[Problem to solve]
Scan the listing below for "DayOfWeek", then report every line that has it.
== Data extract ==
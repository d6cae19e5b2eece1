//! Time Slot Repository

use super::{RepoError, RepoResult};
use shared::models::{TimeSlot, TimeSlotCreate};
use shared::types::DayOfWeek;
use shared::util::snowflake_id;
use sqlx::SqlitePool;

const SLOT_SELECT: &str =
    "SELECT id, restaurant_id, day_of_week, start_hour, end_hour FROM time_slot";

pub async fn find_by_restaurant(
    pool: &SqlitePool,
    restaurant_id: i64,
) -> RepoResult<Vec<TimeSlot>> {
    let slots = sqlx::query_as::<_, TimeSlot>(&format!(
        "{SLOT_SELECT} WHERE restaurant_id = ? ORDER BY day_of_week, start_hour"
    ))
    .bind(restaurant_id)
    .fetch_all(pool)
    .await?;
    Ok(slots)
}

pub async fn find_by_id(pool: &SqlitePool, id: i64) -> RepoResult<Option<TimeSlot>> {
    let slot = sqlx::query_as::<_, TimeSlot>(&format!("{SLOT_SELECT} WHERE id = ?"))
        .bind(id)
        .fetch_optional(pool)
        .await?;
    Ok(slot)
}

pub async fn find_duplicate(
    pool: &SqlitePool,
    restaurant_id: i64,
    day: DayOfWeek,
    start_hour: f64,
    end_hour: f64,
) -> RepoResult<Option<TimeSlot>> {
    let slot = sqlx::query_as::<_, TimeSlot>(&format!(
        "{SLOT_SELECT} WHERE restaurant_id = ? AND day_of_week = ?
         AND start_hour = ? AND end_hour = ? LIMIT 1"
    ))
    .bind(restaurant_id)
    .bind(day)
    .bind(start_hour)
    .bind(end_hour)
    .fetch_optional(pool)
    .await?;
    Ok(slot)
}

pub async fn create(
    pool: &SqlitePool,
    restaurant_id: i64,
    data: TimeSlotCreate,
) -> RepoResult<TimeSlot> {
    // No two slots for the same restaurant/day may share start & end
    if find_duplicate(
        pool,
        restaurant_id,
        data.day_of_week,
        data.start_hour,
        data.end_hour,
    )
    .await?
    .is_some()
    {
        return Err(RepoError::Duplicate(
            "An identical time slot already exists for this day".into(),
        ));
    }

    let id = snowflake_id();
    sqlx::query(
        "INSERT INTO time_slot (id, restaurant_id, day_of_week, start_hour, end_hour)
         VALUES (?, ?, ?, ?, ?)",
    )
    .bind(id)
    .bind(restaurant_id)
    .bind(data.day_of_week)
    .bind(data.start_hour)
    .bind(data.end_hour)
    .execute(pool)
    .await?;

    find_by_id(pool, id)
        .await?
        .ok_or_else(|| RepoError::Database("Failed to create time slot".into()))
}

pub async fn delete(pool: &SqlitePool, id: i64) -> RepoResult<bool> {
    let rows = sqlx::query("DELETE FROM time_slot WHERE id = ?")
        .bind(id)
        .execute(pool)
        .await?;
    Ok(rows.rows_affected() > 0)
}
//! Health Check API

use axum::{Json, Router, extract::State, routing::get};
use serde::Serialize;

use crate::core::ServerState;
use crate::utils::AppResult;

#[derive(Debug, Serialize)]
pub struct HealthStatus {
    pub status: &'static str,
    pub database: &'static str,
}

pub fn router() -> Router<ServerState> {
    Router::new().route("/api/health", get(health))
}

/// GET /api/health - 服务与数据库健康状态
async fn health(State(state): State<ServerState>) -> AppResult<Json<HealthStatus>> {
    let database = match sqlx::query_scalar::<_, i64>("SELECT 1")
        .fetch_one(state.pool())
        .await
    {
        Ok(_) => "ok",
        Err(e) => {
            tracing::error!(error = %e, "Health check database probe failed");
            "unreachable"
        }
    };

    Ok(Json(HealthStatus {
        status: "ok",
        database,
    }))
}
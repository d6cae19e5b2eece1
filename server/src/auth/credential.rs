//! Password hashing collaborator
//!
//! Single argon2 configuration for the whole application; services never
//! instantiate their own hasher.

use argon2::{
    Argon2,
    password_hash::{PasswordHash, PasswordHasher, PasswordVerifier, SaltString, rand_core::OsRng},
};

/// Hash a plaintext password using argon2
pub fn hash_password(password: &str) -> Result<String, argon2::password_hash::Error> {
    let salt = SaltString::generate(&mut OsRng);
    let argon2 = Argon2::default();
    let password_hash = argon2.hash_password(password.as_bytes(), &salt)?;
    Ok(password_hash.to_string())
}

/// Verify a plaintext password against a stored argon2 hash
pub fn verify_password(
    password: &str,
    stored_hash: &str,
) -> Result<bool, argon2::password_hash::Error> {
    let parsed_hash = PasswordHash::new(stored_hash)?;
    Ok(Argon2::default()
        .verify_password(password.as_bytes(), &parsed_hash)
        .is_ok())
}

#[cfg(test)]
mod tests {
    use super::*;

    #[test]
    fn hash_and_verify_round_trip() {
        let hash = hash_password("hunter2hunter2").unwrap();
        assert!(verify_password("hunter2hunter2", &hash).unwrap());
        assert!(!verify_password("wrong-password", &hash).unwrap());
    }

    #[test]
    fn hashes_are_salted() {
        let a = hash_password("same-password").unwrap();
        let b = hash_password("same-password").unwrap();
        assert_ne!(a, b);
    }
}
===
[Reply to the task]
use shared::types::DayOfWeek;
    day: DayOfWeek,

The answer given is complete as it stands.